There have been many calls on peak oil – the tipping point at which global production reaches a peak – and, due to dwindling reserves, production declines, even if demand continues to rise. In reality, the industry and the technology have proved more resourceful than predictions have allowed and production has continued to rise.
Indeed, the recent opening up of tight oil reserves in the US heralds the possibility that the US may become self-sufficient in a number of years if rates of production growth continue.
Yet in spite of this creativity on the part of the extraction industry in finding new reserves (and even more challenging ways to extract them from tight formations or deep underground), we have rapidly become accustomed to the prices that would have been considered crippling just a few years ago.
The price of oil has more than quadrupled over the last 10 years from about $25/barrel in 2002 to $110/barrel last year. “Hurrah!” say the environmentalists – only through high prices will consumers make better decisions about fuel economy, power use and alternative fuels – and no doubt they are right.
But the reality is we have rapidly become used to high prices, and while the current oil price is certainly not helping the global recovery, there is little evidence to suggest the price is likely to drop enough, in spite of shale oil, to help it.
The main assumption for the high price of oil is demand (and in particular, Asian demand) that wasn’t there 10 years ago.

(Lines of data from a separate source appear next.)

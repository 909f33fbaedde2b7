//! # External Collaborator Contracts
//!
//! The engine consumes a yes/no auto-validation verdict and an approver set
//! from a business-rule subsystem, and reads subject items from an item
//! store. Both live behind traits so backends are swappable; the engine
//! never evaluates conditions itself.

use crate::error::Result;
use crate::models::ActivityDefinition;
use async_trait::async_trait;
use serde::{Deserialize, Serialize};
use serde_json::Value;
use std::collections::HashMap;
use std::sync::Arc;

/// Per-workflow-definition constants injected into rule evaluation.
#[derive(Debug, Clone, Default, PartialEq, Serialize, Deserialize)]
pub struct RuleConstants(HashMap<String, String>);

impl RuleConstants {
    pub fn insert(&mut self, key: impl Into<String>, value: impl Into<String>) {
        self.0.insert(key.into(), value.into());
    }

    pub fn get(&self, key: &str) -> Option<&str> {
        self.0.get(key).map(String::as_str)
    }

    pub fn is_empty(&self) -> bool {
        self.0.is_empty()
    }
}

/// Evaluation context handed to the rule subsystem: the subject item plus
/// the definition's constants.
#[derive(Debug, Clone)]
pub struct RuleContext {
    pub item: Value,
    pub constants: RuleConstants,
}

impl RuleContext {
    pub fn new(item: Value, constants: RuleConstants) -> Self {
        Self { item, constants }
    }
}

/// A business rule attached to an activity definition.
#[derive(Debug, Clone, Default, Serialize, Deserialize)]
pub struct RuleDefinition {
    pub id: Option<i64>,
    /// Activity definition this rule guards; stamped by the engine.
    pub activity_definition_id: Option<i64>,
    pub label: Option<String>,
}

/// One condition of a rule (field/operator/expression).
#[derive(Debug, Clone, Serialize, Deserialize)]
pub struct RuleCondition {
    pub id: Option<i64>,
    pub rule_id: Option<i64>,
    pub field: String,
    pub operator: String,
    pub expression: String,
}

impl RuleCondition {
    pub fn new(
        field: impl Into<String>,
        operator: impl Into<String>,
        expression: impl Into<String>,
    ) -> Self {
        Self {
            id: None,
            rule_id: None,
            field: field.into(),
            operator: operator.into(),
            expression: expression.into(),
        }
    }
}

/// Approver-group selector attached to an activity definition.
#[derive(Debug, Clone, Default, Serialize, Deserialize)]
pub struct SelectorDefinition {
    pub id: Option<i64>,
    pub activity_definition_id: Option<i64>,
    pub group_id: String,
}

/// One filter of a selector, narrowing the selected group.
#[derive(Debug, Clone, Serialize, Deserialize)]
pub struct RuleFilter {
    pub id: Option<i64>,
    pub selector_id: Option<i64>,
    pub field: String,
    pub operator: String,
    pub expression: String,
}

impl RuleFilter {
    pub fn new(
        field: impl Into<String>,
        operator: impl Into<String>,
        expression: impl Into<String>,
    ) -> Self {
        Self {
            id: None,
            selector_id: None,
            field: field.into(),
            operator: operator.into(),
            expression: expression.into(),
        }
    }
}

/// A group of approvers as resolved by the rule subsystem.
#[derive(Debug, Clone, PartialEq, Serialize, Deserialize)]
pub struct ApproverGroup {
    pub id: String,
    pub label: String,
}

/// Search criteria over rule conditions, scoped to a workflow definition.
#[derive(Debug, Clone, Default)]
pub struct RuleCriteria {
    pub workflow_definition_id: i64,
    pub conditions: Vec<RuleCondition>,
}

/// Business-rule subsystem contract.
///
/// `is_rule_valid` drives auto-validation (an activity with no valid rule
/// needs no human decision); `select_approvers` drives the multiple-approval
/// advancement gate.
#[async_trait]
pub trait RuleServices: Send + Sync {
    /// Whether any rule attached to the activity definition holds for the context
    async fn is_rule_valid(&self, activity_definition_id: i64, ctx: &RuleContext) -> Result<bool>;

    /// Resolve the eligible approver ids for the activity definition
    async fn select_approvers(
        &self,
        activity_definition_id: i64,
        ctx: &RuleContext,
    ) -> Result<Vec<String>>;

    /// Resolve the approver groups for the activity definition
    async fn select_groups(
        &self,
        activity_definition_id: i64,
        ctx: &RuleContext,
    ) -> Result<Vec<ApproverGroup>>;

    /// Register a rule; returns the assigned rule id
    async fn add_rule(&self, rule: RuleDefinition) -> Result<i64>;

    /// Register a condition under an existing rule; returns the assigned id
    async fn add_condition(&self, condition: RuleCondition) -> Result<i64>;

    /// Register a selector; returns the assigned selector id
    async fn add_selector(&self, selector: SelectorDefinition) -> Result<i64>;

    /// Register a filter under an existing selector; returns the assigned id
    async fn add_filter(&self, filter: RuleFilter) -> Result<i64>;

    /// Constants configured for a workflow definition
    async fn get_constants(&self, workflow_definition_id: i64) -> Result<RuleConstants>;

    /// Filter `candidates` down to the activity definition ids whose rules
    /// match the criteria
    async fn find_matching_definitions(
        &self,
        criteria: &RuleCriteria,
        candidates: Vec<i64>,
    ) -> Result<Vec<i64>>;
}

/// Read-only access to the external domain objects workflows are attached to.
#[async_trait]
pub trait ItemStore: Send + Sync {
    async fn read_item(&self, item_id: i64) -> Result<Value>;
}

/// Decides whether an activity needs no human decision for a given item.
#[async_trait]
pub trait AutoValidatePredicate: Send + Sync {
    async fn can_auto_validate(
        &self,
        activity_definition: &ActivityDefinition,
        item: &Value,
    ) -> Result<bool>;
}

/// Rule-backed predicate: an activity auto-validates exactly when no rule
/// attached to it holds for the subject item.
pub struct RuleBasedAutoValidate {
    rule_services: Arc<dyn RuleServices>,
}

impl RuleBasedAutoValidate {
    pub fn new(rule_services: Arc<dyn RuleServices>) -> Self {
        Self { rule_services }
    }
}

#[async_trait]
impl AutoValidatePredicate for RuleBasedAutoValidate {
    async fn can_auto_validate(
        &self,
        activity_definition: &ActivityDefinition,
        item: &Value,
    ) -> Result<bool> {
        let constants = self
            .rule_services
            .get_constants(activity_definition.workflow_definition_id)
            .await?;
        let ctx = RuleContext::new(item.clone(), constants);
        let rule_valid = self
            .rule_services
            .is_rule_valid(activity_definition.id, &ctx)
            .await?;
        Ok(!rule_valid)
    }
}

But a less-discussed influence on the price has been the rapidly rising cost of extraction.
As an FT article amusingly puts it, there was a time you could poke a straw in the sand and oil would spurt out: think Iraq, Saudi Arabia, even Texas. But today, oil is increasingly coming from much more challenging sources. As the author of the article observes, oil companies have invested billions to turn Canada’s bitumen into synthetic oil, and freeze natural gas into an exportable liquid.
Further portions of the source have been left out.